◆ **YOUR ASSIGNMENT**:
Each line of the data that includes "StatsQuery" must be copied.

◆ **EXERCISE MATERIALS**:
************

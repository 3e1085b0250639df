use actix_web::{delete, get, post, put, web, HttpResponse};
use uuid::Uuid;

use crate::errors::ServiceError;
use crate::handlers::activity_handler::{self, StatsQuery};
use crate::middleware::auth::Claims;
use crate::models::activity::ActivityPayload;
use crate::store::AppStores;

#[post("")]
async fn create_activity(
    payload: web::Json<ActivityPayload>,
    stores: web::Data<AppStores>,
    claims: web::ReqData<Claims>,
) -> Result<HttpResponse, ServiceError> {
    activity_handler::create_activity(payload, stores, claims).await
}

#[get("")]
async fn list_activities(
    stores: web::Data<AppStores>,
    claims: web::ReqData<Claims>,
) -> Result<HttpResponse, ServiceError> {
    activity_handler::list_activities(stores, claims).await
}

#[get("/stats")]
async fn get_stats(
    query: web::Query<StatsQuery>,
    stores: web::Data<AppStores>,
    claims: web::ReqData<Claims>,
) -> Result<HttpResponse, ServiceError> {
    activity_handler::get_stats(query, stores, claims).await
}

#[get("/{id}")]
async fn get_activity(
    path: web::Path<Uuid>,
    stores: web::Data<AppStores>,
    claims: web::ReqData<Claims>,
) -> Result<HttpResponse, ServiceError> {
    activity_handler::get_activity(path, stores, claims).await
}

#[put("/{id}")]
async fn update_activity(
    path: web::Path<Uuid>,
    payload: web::Json<ActivityPayload>,
    stores: web::Data<AppStores>,
    claims: web::ReqData<Claims>,
) -> Result<HttpResponse, ServiceError> {
    activity_handler::update_activity(path, payload, stores, claims).await
}

#[delete("/{id}")]
async fn delete_activity(
    path: web::Path<Uuid>,
    stores: web::Data<AppStores>,
    claims: web::ReqData<Claims>,
) -> Result<HttpResponse, ServiceError> {
    activity_handler::delete_activity(path, stores, claims).await
}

************

◆ **OUTPUT FOR THIS EXERCISE**:
use crate::handlers::activity_handler::{self, StatsQuery};
    query: web::Query<StatsQuery>,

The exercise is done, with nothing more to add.